Ditemui media ini, dr.Remidazon Riba Sp.An, mengungkapkan, pada awal Februari 2025, pihak RSUD Maumere melaporkan keduanya ke Kementerian Kesehatan agar STR dicabut. Dari laporan itu, dilakukan persidangan oleh Konsil Kesehatan Indonesia (KKI).

Lanjutnya, dari hasil sidang KKI, pihaknya tidak pernah melakukan pelanggaran SOP berat, sehingga SIP dan STR masih aman.

“Secara administrasi kami aman. Ini adalah permasalahan lain yang tidak berhubungan dengan STR,” ungkapnya.

Ia juga mengatakan, informasi yang disampaikan ke media bahwa pihaknya tidak mau bekerja lagi karena insentif kecil adalah tidak benar.

“Padahal dasarnya adalah tidak pernah dilakukan kajian dan evaluasi beban kerja kami terkhusus anestesi di RSUD Maumere,” ungkapnya.

Ia memaparkan, terkait insenstif, jasa medis dan lain-lain dirinya minta agar dibuatkan evaluasi sesuai kinerja dan kajian beban kerja sehingga setelah adanya evaluasi ini maka bisa ditetapkan apakah insentif saat ini sesuai, kurang atau berlebihan.

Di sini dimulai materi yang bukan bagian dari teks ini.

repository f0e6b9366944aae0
use poem::endpoint::StaticFilesEndpoint;
use poem::middleware::Tracing;
use poem::{Endpoint, EndpointExt, Route, Server as PoemServer, listener::TcpListener};
use poem_openapi::OpenApiService;

use crate::images::IMAGES_PATH;
use crate::{
    config::app_config::AppConfig, setup::dependency_injection::DependencyContainer, web,
};

pub struct Server;

impl Server {
    pub async fn run(config: AppConfig, container: DependencyContainer) -> anyhow::Result<()> {
        let addr = config.server.bind_address();
        tokio::fs::create_dir_all(&config.storage.images_dir).await?;

        let app = build_app(&config, container);

        tracing::info!("Server running at http://{}", addr);
        tracing::info!("Product pages at http://{}/products", addr);
        tracing::info!("Swagger UI at http://{}/docs", addr);
        tracing::info!(
            "Images served from {}",
            config.storage.images_dir.display()
        );
        PoemServer::new(TcpListener::bind(&addr)).run(app).await?;
        Ok(())
    }
}

/// Composes every route and middleware served by the binary.
pub fn build_app(config: &AppConfig, container: DependencyContainer) -> impl Endpoint + use<> {
    let api_service = OpenApiService::new(
        (container.health_api, container.product_api),
        "Best Store API",
        env!("CARGO_PKG_VERSION"),
    )
    .server(format!("{}/api", config.server.public_url()));
    let ui = api_service.swagger_ui();
    let spec = api_service.spec_endpoint();

    let route = Route::new()
        .nest("/api", api_service)
        .nest("/docs", ui)
        .nest("/openapi.json", spec)
        .nest(
            IMAGES_PATH,
            StaticFilesEndpoint::new(&config.storage.images_dir),
        );

    web::products::handlers::mount(route, config.storage.max_upload_bytes)
        .data(container.product_pages)
        .with(Tracing)
}
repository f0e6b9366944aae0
use async_trait::async_trait;

use crate::domain::product::errors::ProductError;
use crate::domain::product::model::Product;

#[async_trait]
pub trait GetAllProductsUseCase: Send + Sync {
    async fn execute(&self) -> Result<Vec<Product>, ProductError>;
}
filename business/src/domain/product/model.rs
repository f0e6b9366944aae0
use chrono::{DateTime, Utc};

use super::value_objects::{ImageUpload, ProductField, ValidationErrors, storage_file_name};

#[derive(Debug, Clone, PartialEq)]
pub struct Product {
    pub id: i32,
    pub name: String,
    pub brand: String,
    pub category: String,
    pub price: f64,
    pub description: String,
    pub created_at: DateTime<Utc>,
    pub image_file_name: String,
}

/// A product that has not been stored yet; the repository assigns its id.
#[derive(Debug, Clone, PartialEq)]
pub struct NewProduct {
    pub name: String,
    pub brand: String,
    pub category: String,
    pub price: f64,
    pub description: String,
    pub created_at: DateTime<Utc>,
    pub image_file_name: String,
}

impl NewProduct {
    /// Builds a product from a form that already passed validation.
    pub fn from_dto(dto: &ProductDto, price: f64, created_at: DateTime<Utc>) -> Self {
        let image_file_name = dto
            .image
            .as_ref()
            .map(|image| storage_file_name(created_at, &image.original_file_name))
            .unwrap_or_default();

        Self {
            name: dto.name.clone(),
            brand: dto.brand.clone(),
            category: dto.category.clone(),
            price,
            description: dto.description.clone(),
            created_at,
            image_file_name,
        }
    }
}

impl Product {
    /// Constructor for data already persisted in the repository (no validation).
    #[allow(clippy::too_many_arguments)]
    pub fn from_repository(
        id: i32,
        name: String,
        brand: String,
        category: String,
        price: f64,
        description: String,
        created_at: DateTime<Utc>,
        image_file_name: String,
    ) -> Self {
        Self {
            id,
            name,
            brand,
            category,
            price,
            description,
            created_at,
            image_file_name,
        }
    }

    /// Copies the editable text and price fields of a validated form.
    pub fn apply(&mut self, dto: &ProductDto, price: f64) {
        self.name = dto.name.clone();
        self.brand = dto.brand.clone();
        self.category = dto.category.clone();
        self.price = price;
        self.description = dto.description.clone();
    }
}

/// Form input for creating or editing a product. Never persisted.
#[derive(Debug, Clone, Default, PartialEq)]
pub struct ProductDto {
    pub name: String,
    pub brand: String,
    pub category: String,
    /// `None` when the submitted price was blank or not a number.
    pub price: Option<f64>,
    pub description: String,
    pub image: Option<ImageUpload>,
}

/// Longest `name`, `brand` or `category` the `VARCHAR(255)` columns hold.
pub const MAX_TEXT_LEN: usize = 255;
/// Largest price a `NUMERIC(12,2)` column holds.
pub const MAX_PRICE: f64 = 9_999_999_999.99;
/// Longest uploaded file name (bytes, last path component) kept in storage names.
pub const MAX_IMAGE_NAME_LEN: usize = 200;

impl ProductDto {
    /// Checks field presence, lengths and the price range, collecting every failure.
    ///
    /// Returns the validated price so callers never read an unchecked value.
    pub fn validate(&self, require_image: bool) -> Result<f64, ValidationErrors> {
        let mut errors = ValidationErrors::new();

        check_text(
            &mut errors,
            ProductField::Name,
            &self.name,
            "product.name_empty",
            "product.name_too_long",
        );
        check_text(
            &mut errors,
            ProductField::Brand,
            &self.brand,
            "product.brand_empty",
            "product.brand_too_long",
        );
        check_text(
            &mut errors,
            ProductField::Category,
            &self.category,
            "product.category_empty",
            "product.category_too_long",
        );
        let price = match self.price {
            Some(p) if p.is_finite() && p > MAX_PRICE => {
                errors.add(ProductField::Price, "product.price_too_large");
                None
            }
            Some(p) if p.is_finite() && p >= 0.0 => Some(p),
            _ => {
                errors.add(ProductField::Price, "product.price_invalid");
                None
            }
        };
        if self.description.trim().is_empty() {
            errors.add(ProductField::Description, "product.description_empty");
        }
        if self.has_image() {
            if self
                .image
                .as_ref()
                .is_some_and(|image| image.base_name().len() > MAX_IMAGE_NAME_LEN)
            {
                errors.add(ProductField::ImageFile, "product.image_name_too_long");
            }
        } else if require_image {
            errors.add(ProductField::ImageFile, "product.image_required");
        }

        errors.into_result()?;
        Ok(price.unwrap_or_default())
    }

    /// True when a non-empty image was uploaded.
    pub fn has_image(&self) -> bool {
        self.image.as_ref().is_some_and(|image| !image.is_empty())
    }
}

fn check_text(
    errors: &mut ValidationErrors,
    field: ProductField,
    value: &str,
    empty_code: &'static str,
    too_long_code: &'static str,
) {
    if value.trim().is_empty() {
        errors.add(field, empty_code);
    } else if value.chars().count() > MAX_TEXT_LEN {
        errors.add(field, too_long_code);
    }
}

impl From<&Product> for ProductDto {
    fn from(product: &Product) -> Self {
        Self {
            name: product.name.clone(),
            brand: product.brand.clone(),
            category: product.category.clone(),
            price: Some(product.price),
            description: product.description.clone(),
            image: None,
        }
    }
}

“Saya sebagai tenaga kontrak dan 3 bulan sebelumnya saya sudah menyampaikan saya bersedia melanjutkan kontrak kerja saya bila dilakukan evaluasi atau kajian terkait beban kerja kami sehingga bisa disesuaikan dengan insentif atau jasa medis yang saat ini diributkan di Kabupaten Sikka,” ungkapnya.

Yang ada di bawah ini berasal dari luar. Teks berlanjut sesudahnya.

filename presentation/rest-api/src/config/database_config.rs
use anyhow::Context;
use persistence::db::{DatabaseConfig, create_postgres_pool, run_migrations};
use sqlx::PgPool;
use std::env;

/// Initialize database connection pool from environment variables and apply migrations
///
/// Environment variables:
/// - DATABASE_URL: PostgreSQL connection string (required)
/// - DATABASE_MAX_CONNECTIONS: Pool size (default: 5)
/// - MIGRATIONS_PATH: Migrations directory (default: "migrations")
///
/// # Errors
/// Returns error if DATABASE_URL is not set, the connection fails or a migration fails
pub async fn init_database() -> anyhow::Result<PgPool> {
    let db_url = env::var("DATABASE_URL").context("DATABASE_URL must be set")?;
    let mut config = DatabaseConfig::new(db_url);
    if let Some(max) = env::var("DATABASE_MAX_CONNECTIONS")
        .ok()
        .and_then(|value| value.parse::<u32>().ok())
    {
        config = config.with_max_connections(max);
    }

    let pool = create_postgres_pool(&config).await?;

    let migrations_path = env::var("MIGRATIONS_PATH").unwrap_or_else(|_| "migrations".to_string());
    run_migrations(&pool, &migrations_path).await?;

    Ok(pool)
}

Ia mengatakan, pada 17 Maret 2025, Kementerian Kesehatan menyetujui keduanya bekerja di rumah sakit lain.

Namun demikian, dokter Remidazon mengaku masih memiliki tunggakan 2 tahun bekerja mengabdi di NTT, sebab dirinya dibiayi Kemenkes untuk mengambil spesialis anestesi. Sementara dr.Yosefin Erfleniati Jati telah mengabdi lebih dari 6 tahun, sudah melebihi masa wajib pengabdian 5 tahun.

“Kalau ada kasus setelah 18 Maret 2025, saya bingung kenapa nama kami berdua malah disangkutpautkan dengan kematian ibu hamil baru-baru ini,” jelasnya.

Merespon pernyataan Gubernur NTT, Menurutnya, penerbitan SIP adalah kewenangan Dinas Kesehatan berdasarkan Surat Tanda Registrasi (STR).

“STR dokter ada tiga SIP, jadi boleh bekerja di tiga tempat.” ungkapnya Sabtu (12/05/2025) siang.

Menurutnya, ia tidak ada kaitan dengan peristiwa kematian ibu hamil yang terjadi pada Rabu (09/04/2025) malam. Sebab, sejak 31 Desember 2024, ia sudah tidak lagi menjadi dokter di rumah sakit tersebut. Begitu pula dr.Yosefin Erfleniati Jati.

Sebelumnya, Gubernur NTT, Emanuel Melkiades Laka Lena mengeluarkan pernyataan tegas dan mengejutkan akan mencabut Surat Izin Praktik (SIP) dua dokter anestesi di RSUD Maumere yang disebut melakukan aksi mogok kerja karena menganggap honor yang mereka terima terlalu kecil.

“Kedua dokter ini mogok kerja karena menilai honor terlalu kecil. Tapi akibat dari tindakan mereka, sudah ada pasien yang meninggal. Ini bukan lagi soal honor, ini soal tanggung jawab kemanusiaan,” ungkap Gubernur NTT dalam video yang diterima media ini, Jumat (11/02025).

Dua dokter tersebut adalah dr.Remidazon Riba Sp.An, lulusan tahun 2022 dan dr.Yosefin Erfleniati Jati.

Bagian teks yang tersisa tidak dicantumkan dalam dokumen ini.